However, the extent to which COVID-19-related public health measures and the related behavioral responses have affected the well-being of older age adults in sub-Saharan Africa is not well known. One study among middle-aged people from Africa and the Middle East, using a psychological well-being metric for general quality of life, found significant negative associations with stress related to work, finances, home life, and COVID-19-related stress, such as being horrified, apprehensive, or feeling helpless [8]. In contrast, many African countries have faced pandemics such as Ebola and HIV, making them potentially more prepared to manage population needs during such an event [9]. Consequently, an infrastructure was developed to support HIV care facilitates engagement with the health care system, which may have mitigated the impacts of COVID-19 restrictions for older Ugandans living with HIV.
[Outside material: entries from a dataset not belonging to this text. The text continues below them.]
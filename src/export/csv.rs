//! CSV encoding for exported result sets.
//!
//! Records end with CRLF. A field is quoted when it contains a comma, a
//! double quote, CR or LF; embedded quotes are doubled. NULL becomes an
//! empty field.

use std::borrow::Cow;
use std::path::Path;

use crate::db::QueryResult;
use crate::error::{Result, SqlRunError};

/// Record terminator.
pub const LINE_TERMINATOR: &str = "\r\n";

/// Escapes a single field.
pub fn escape_field(value: &str) -> Cow<'_, str> {
    if value.contains([',', '"', '\n', '\r']) {
        Cow::Owned(format!("\"{}\"", value.replace('"', "\"\"")))
    } else {
        Cow::Borrowed(value)
    }
}

/// Appends one record, terminator included.
fn push_record<'a>(out: &mut String, fields: impl IntoIterator<Item = Cow<'a, str>>) {
    let mut first = true;
    for field in fields {
        if !first {
            out.push(',');
        }
        out.push_str(&field);
        first = false;
    }
    out.push_str(LINE_TERMINATOR);
}

/// Renders a result set: header of column names, then rows in database order.
pub fn render(result: &QueryResult) -> String {
    let mut out = String::new();

    push_record(&mut out, result.columns.iter().map(|c| escape_field(&c.name)));

    for row in &result.rows {
        push_record(
            &mut out,
            row.iter().map(|value| match value.to_text() {
                Some(text) => Cow::Owned(escape_field(&text).into_owned()),
                None => Cow::Borrowed(""),
            }),
        );
    }

    out
}

/// Writes a result set to `path`, replacing any existing file.
pub async fn write_csv(path: &Path, result: &QueryResult) -> Result<()> {
    tokio::fs::write(path, render(result))
        .await
        .map_err(|e| SqlRunError::io(path, e))
}
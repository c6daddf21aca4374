//! Export integration tests.
//!
//! Runs whole SQL folders through the runner and exporter.

use pretty_assertions::assert_eq;
use sqlrun::config::ConnectionConfig;
use sqlrun::connection::ConnectionProvider;
use sqlrun::db::{ColumnInfo, MockConnector, QueryResult, Value};
use sqlrun::export::Exporter;
use sqlrun::query::QueryRunner;
use sqlrun::report::{BatchEvent, RecordingReporter};
use std::fs;
use std::path::Path;

/// Helper to get a provider for the test database, if configured.
fn get_test_provider() -> Option<ConnectionProvider> {
    let url = std::env::var("DATABASE_URL").ok()?;
    let config = ConnectionConfig::from_connection_string(&url).ok()?;
    Some(ConnectionProvider::postgres(config))
}

fn write_project_sql(dir: &Path) {
    fs::write(
        dir.join("1_titles.sql"),
        "-- job titles\nSELECT *\nFROM (VALUES (1, 'Engineer'), (2, 'Analyst')) AS t(id, title)\nORDER BY id;\n",
    )
    .unwrap();
    fs::write(
        dir.join("2_broken.sql"),
        "SELECT * FROM table_that_does_not_exist_xyz;",
    )
    .unwrap();
    fs::write(
        dir.join("3_comma.sql"),
        "SELECT 'Senior, Engineer' AS title, NULL::text AS note;",
    )
    .unwrap();
    fs::write(dir.join("4_empty.sql"), "SELECT 1 AS n WHERE false;").unwrap();
    fs::write(dir.join("notes.txt"), "SELECT 'not a query unit';").unwrap();
}

fn artifact_names(dir: &Path) -> Vec<String> {
    let mut names: Vec<String> = fs::read_dir(dir)
        .unwrap()
        .map(|e| e.unwrap().file_name().to_string_lossy().into_owned())
        .collect();
    names.sort();
    names
}

#[tokio::test]
async fn test_export_against_postgres() {
    let Some(provider) = get_test_provider() else {
        eprintln!("Skipping test: DATABASE_URL not set");
        return;
    };

    let sql_dir = tempfile::tempdir().unwrap();
    let out = tempfile::tempdir().unwrap();
    let output_dir = out.path().join("csv_files");
    write_project_sql(sql_dir.path());

    let mut reporter = RecordingReporter::new();
    let summary = Exporter::new(&provider)
        .export_all(sql_dir.path(), &output_dir, &mut reporter)
        .await
        .unwrap();

    assert_eq!(summary.processed, 4);
    assert_eq!(summary.exported, 2);
    assert_eq!(summary.failed, 1);
    assert_eq!(summary.empty, 1);
    assert_eq!(artifact_names(&output_dir), vec!["1_titles.csv", "3_comma.csv"]);

    let titles = fs::read_to_string(output_dir.join("1_titles.csv")).unwrap();
    assert_eq!(
        titles.lines().collect::<Vec<_>>(),
        vec!["id,title", "1,Engineer", "2,Analyst"]
    );

    let comma = fs::read_to_string(output_dir.join("3_comma.csv")).unwrap();
    assert_eq!(comma, "title,note\r\n\"Senior, Engineer\",\r\n");

    // Second run overwrites with identical content.
    Exporter::new(&provider)
        .export_all(sql_dir.path(), &output_dir, &mut reporter)
        .await
        .unwrap();
    assert_eq!(
        fs::read_to_string(output_dir.join("1_titles.csv")).unwrap(),
        titles
    );
}

#[tokio::test]
async fn test_runner_against_postgres() {
    let Some(provider) = get_test_provider() else {
        eprintln!("Skipping test: DATABASE_URL not set");
        return;
    };

    let sql_dir = tempfile::tempdir().unwrap();
    write_project_sql(sql_dir.path());

    let mut reporter = RecordingReporter::new();
    let summary = QueryRunner::new(&provider, 5)
        .run_all(sql_dir.path(), &mut reporter)
        .await
        .unwrap();

    assert_eq!(summary.processed, 4);
    assert_eq!(summary.succeeded, 2);
    assert!(reporter
        .events_for("2_broken.sql")
        .iter()
        .any(|e| matches!(e, BatchEvent::QueryFailed { .. })));
    assert!(reporter.events_for("1_titles.sql").contains(&&BatchEvent::SampleRows {
        file: "1_titles.sql".to_string(),
        rows: vec!["(1, Engineer)".to_string(), "(2, Analyst)".to_string()],
    }));
}

#[tokio::test]
async fn test_export_with_mock_database() {
    let sql_dir = tempfile::tempdir().unwrap();
    let output_dir = tempfile::tempdir().unwrap();
    fs::write(sql_dir.path().join("b.sql"), "SELECT title FROM b").unwrap();
    fs::write(sql_dir.path().join("a.sql"), "SELECT title FROM a").unwrap();

    let title = |t: &str| {
        QueryResult::with_data(
            vec![ColumnInfo::new("title", "text")],
            vec![vec![Value::from(t)]],
        )
    };
    let connector = MockConnector::new()
        .with_result("SELECT title FROM a", title("Line one\nLine two"))
        .with_result("SELECT title FROM b", title("Plain"));
    let provider = ConnectionProvider::new(ConnectionConfig::default(), connector.clone());
    let mut reporter = RecordingReporter::new();

    Exporter::new(&provider)
        .export_all(sql_dir.path(), output_dir.path(), &mut reporter)
        .await
        .unwrap();

    assert_eq!(
        connector.executed(),
        vec!["SELECT title FROM a", "SELECT title FROM b"]
    );
    assert_eq!(
        fs::read_to_string(output_dir.path().join("a.csv")).unwrap(),
        "title\r\n\"Line one\nLine two\"\r\n"
    );
    assert_eq!(connector.stats().max_live, 1);
}
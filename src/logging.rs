//! Logging configuration for sqlrun.
//!
//! Diagnostics go to stderr by default so they never interleave with the
//! stdout report, or to a log file when `--log-file` is given.

use std::fs::{self, File};
use std::path::Path;
use std::sync::Mutex;
use tracing_subscriber::EnvFilter;

use crate::error::{Result, SqlRunError};

fn env_filter() -> EnvFilter {
    EnvFilter::try_from_default_env().unwrap_or_else(|_| EnvFilter::new("info"))
}

/// Initializes logging to stderr.
pub fn init_stderr_logging() {
    tracing_subscriber::fmt()
        .with_env_filter(env_filter())
        .with_writer(std::io::stderr)
        .init();
}

/// Initializes logging to a file, truncated on each run.
pub fn init_file_logging(log_path: &Path) -> Result<()> {
    if let Some(parent) = log_path.parent().filter(|p| !p.as_os_str().is_empty()) {
        fs::create_dir_all(parent).map_err(|e| SqlRunError::io(parent, e))?;
    }

    let log_file = File::create(log_path).map_err(|e| SqlRunError::io(log_path, e))?;

    tracing_subscriber::fmt()
        .with_env_filter(env_filter())
        .with_writer(Mutex::new(log_file))
        .with_ansi(false) // No ANSI colors in file output
        .init();

    Ok(())
}
//! Connection integration tests.
//!
//! Tests database connectivity and the provider's failure sentinel.

use sqlrun::config::ConnectionConfig;
use sqlrun::connection::ConnectionProvider;
use sqlrun::db::{DatabaseClient, PostgresClient};
use sqlrun::report::{BatchEvent, RecordingReporter};
use std::time::{Duration, Instant};

/// Helper to get test database URL from environment.
fn get_test_database_url() -> Option<String> {
    std::env::var("DATABASE_URL").ok()
}

#[tokio::test]
async fn test_connect_with_valid_credentials() {
    let Some(url) = get_test_database_url() else {
        eprintln!("Skipping test: DATABASE_URL not set");
        return;
    };
    let config = ConnectionConfig::from_connection_string(&url).unwrap();

    let provider = ConnectionProvider::postgres(config);
    let mut reporter = RecordingReporter::new();

    let db = provider.acquire(&mut reporter).await.expect("session");
    let result = db.execute_query("SELECT 1 AS one").await.unwrap();
    assert_eq!(result.row_count, 1);
    db.close().await.unwrap();

    assert!(matches!(reporter.events(), [BatchEvent::Connected { .. }]));
}

#[tokio::test]
async fn test_wrong_password_returns_sentinel() {
    let Some(url) = get_test_database_url() else {
        eprintln!("Skipping test: DATABASE_URL not set");
        return;
    };
    let mut config = ConnectionConfig::from_connection_string(&url).unwrap();
    config.password = Some("definitely-not-the-password".to_string());
    config.user = Some(config.user.unwrap_or_else(|| "postgres".to_string()));

    let provider = ConnectionProvider::postgres(config);
    let mut reporter = RecordingReporter::new();

    // Trust-authenticated servers accept any password; only check that
    // nothing is raised and that a failure is reported when refused.
    match provider.acquire(&mut reporter).await {
        Some(db) => db.close().await.unwrap(),
        None => assert!(matches!(
            reporter.events(),
            [BatchEvent::ConnectionFailed { .. }]
        )),
    }
}

#[tokio::test(flavor = "current_thread")]
async fn test_connect_with_invalid_host() {
    let config = ConnectionConfig {
        host: Some("invalid.host.that.does.not.exist.local".to_string()),
        port: 5432,
        database: Some("testdb".to_string()),
        user: Some("testuser".to_string()),
        password: Some("testpass".to_string()),
    };

    let result = PostgresClient::connect(&config).await;
    assert!(result.is_err());

    let error_msg = result.unwrap_err().to_string().to_lowercase();
    assert!(
        error_msg.contains("connect")
            || error_msg.contains("resolve")
            || error_msg.contains("lookup")
            || error_msg.contains("error"),
        "Expected connection error, got: {}",
        error_msg
    );
}

#[tokio::test(flavor = "current_thread")]
async fn test_provider_with_invalid_port_reports_failure() {
    let config = ConnectionConfig {
        host: Some("127.0.0.1".to_string()),
        port: 59999, // Unlikely to be in use
        database: Some("testdb".to_string()),
        user: Some("testuser".to_string()),
        password: Some("testpass".to_string()),
    };

    let provider = ConnectionProvider::postgres(config);
    let mut reporter = RecordingReporter::new();

    let started = Instant::now();
    assert!(provider.acquire(&mut reporter).await.is_none());
    let elapsed = started.elapsed();

    // One attempt against a closed local port is refused at once.
    assert!(elapsed < Duration::from_secs(5), "acquire took {elapsed:?}");
    match reporter.events() {
        [BatchEvent::ConnectionFailed { target, cause }] => {
            assert_eq!(target, "testdb @ 127.0.0.1:59999");
            assert!(
                cause.to_lowercase().contains("refused"),
                "cause was: {cause}"
            );
            assert!(!cause.contains("testpass"));
        }
        other => panic!("Expected ConnectionFailed, got {:?}", other),
    }
}

#[tokio::test]
async fn test_special_characters_in_password_reach_the_server() {
    let Some(url) = get_test_database_url() else {
        eprintln!("Skipping test: DATABASE_URL not set");
        return;
    };
    let mut config = ConnectionConfig::from_connection_string(&url).unwrap();
    config.password = Some("pa/ss#1?%".to_string());

    // The options must build; whether the server accepts the password
    // depends on its authentication method.
    assert!(config.to_connect_options().is_ok());

    let provider = ConnectionProvider::postgres(config);
    let mut reporter = RecordingReporter::new();
    if let Some(db) = provider.acquire(&mut reporter).await {
        db.close().await.unwrap();
    } else {
        match reporter.events() {
            [BatchEvent::ConnectionFailed { cause, .. }] => {
                assert!(!cause.contains("Configuration"), "cause was: {cause}");
            }
            other => panic!("Expected ConnectionFailed, got {:?}", other),
        }
    }
}
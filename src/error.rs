//! Error types for sqlrun.
//!
//! Defines the main error enum used throughout the application.

use std::path::{Path, PathBuf};
use thiserror::Error;

/// Main error type for sqlrun operations.
#[derive(Error, Debug)]
pub enum SqlRunError {
    /// Database connection errors (host unreachable, auth failed, etc.)
    #[error("Connection error: {0}")]
    Connection(String),

    /// Query execution errors (syntax errors, constraint violations, etc.)
    #[error("Query error: {0}")]
    Query(String),

    /// Configuration errors (invalid config file, missing required fields, etc.)
    #[error("Configuration error: {0}")]
    Config(String),

    /// Filesystem errors on SQL inputs or CSV outputs.
    #[error("I/O error on {}: {source}", path.display())]
    Io {
        path: PathBuf,
        #[source]
        source: std::io::Error,
    },
}

impl SqlRunError {
    /// Creates a connection error with the given message.
    pub fn connection(msg: impl Into<String>) -> Self {
        Self::Connection(msg.into())
    }

    /// Creates a query error with the given message.
    pub fn query(msg: impl Into<String>) -> Self {
        Self::Query(msg.into())
    }

    /// Creates a configuration error with the given message.
    pub fn config(msg: impl Into<String>) -> Self {
        Self::Config(msg.into())
    }

    /// Creates an I/O error tied to the path that failed.
    pub fn io(path: impl AsRef<Path>, source: std::io::Error) -> Self {
        Self::Io {
            path: path.as_ref().to_path_buf(),
            source,
        }
    }

    /// Returns the error category as a string for display purposes.
    pub fn category(&self) -> &'static str {
        match self {
            Self::Connection(_) => "Connection Error",
            Self::Query(_) => "Query Error",
            Self::Config(_) => "Configuration Error",
            Self::Io { .. } => "I/O Error",
        }
    }
}

/// Result type alias using SqlRunError.
pub type Result<T> = std::result::Result<T, SqlRunError>;
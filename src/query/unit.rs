//! Query units: discovering and loading the `.sql` files of a batch.

use std::io;
use std::path::{Path, PathBuf};

use tracing::debug;

use crate::error::{Result, SqlRunError};

/// File extension that marks a query unit.
pub const SQL_EXTENSION: &str = ".sql";

/// One SQL file and its full text.
#[derive(Debug, Clone, PartialEq, Eq)]
pub struct QueryUnit {
    /// Path the text was read from.
    pub path: PathBuf,
    /// File name, used in reports and to name the artifact.
    pub file_name: String,
    /// Raw file content, sent to the database verbatim.
    pub sql: String,
}

impl QueryUnit {
    /// Reads a query unit from disk.
    ///
    /// An unreadable file is a batch-level failure and is returned as an error.
    pub async fn load(path: &Path) -> Result<Self> {
        let sql = tokio::fs::read_to_string(path)
            .await
            .map_err(|e| SqlRunError::io(path, e))?;

        let file_name = path
            .file_name()
            .map(|n| n.to_string_lossy().into_owned())
            .unwrap_or_else(|| path.display().to_string());

        Ok(Self {
            path: path.to_path_buf(),
            file_name,
            sql,
        })
    }

    /// Name of the CSV artifact for this unit: the file stem plus `.csv`.
    pub fn csv_file_name(&self) -> String {
        let stem = self
            .file_name
            .strip_suffix(SQL_EXTENSION)
            .unwrap_or(&self.file_name);
        format!("{stem}.csv")
    }
}

/// Lists the `.sql` files directly inside `dir`, sorted by file name.
///
/// Other files and entries that are not regular files are ignored. Order is
/// byte-wise on the file name; nothing else about execution order is implied.
pub async fn discover_sql_files(dir: &Path) -> Result<Vec<PathBuf>> {
    let mut entries = tokio::fs::read_dir(dir)
        .await
        .map_err(|e| SqlRunError::io(dir, e))?;

    let mut files = Vec::new();
    while let Some(entry) = entries
        .next_entry()
        .await
        .map_err(|e| SqlRunError::io(dir, e))?
    {
        let path = entry.path();
        if !entry.file_name().to_string_lossy().ends_with(SQL_EXTENSION) {
            continue;
        }

        // Follows links; a dangling one is not a regular file.
        let metadata = match tokio::fs::metadata(&path).await {
            Ok(metadata) => metadata,
            Err(e) if e.kind() == io::ErrorKind::NotFound => {
                debug!("Skipping dangling entry {}", path.display());
                continue;
            }
            Err(e) => return Err(SqlRunError::io(&path, e)),
        };
        if metadata.is_file() {
            files.push(path);
        }
    }

    files.sort_by(|a, b| a.file_name().cmp(&b.file_name()));
    Ok(files)
}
We aimed to examine general and health-related quality of life (QOL) for older Ugandans with and without HIV during the COVID-19 pandemic. We hypothesized that the response to COVID-19 related public health measures would be negatively associated with general and health-related QOL that differed based on surveys completed before or after the second set of COVID-19-related public health measures began, and that the response would be modified by HIV status.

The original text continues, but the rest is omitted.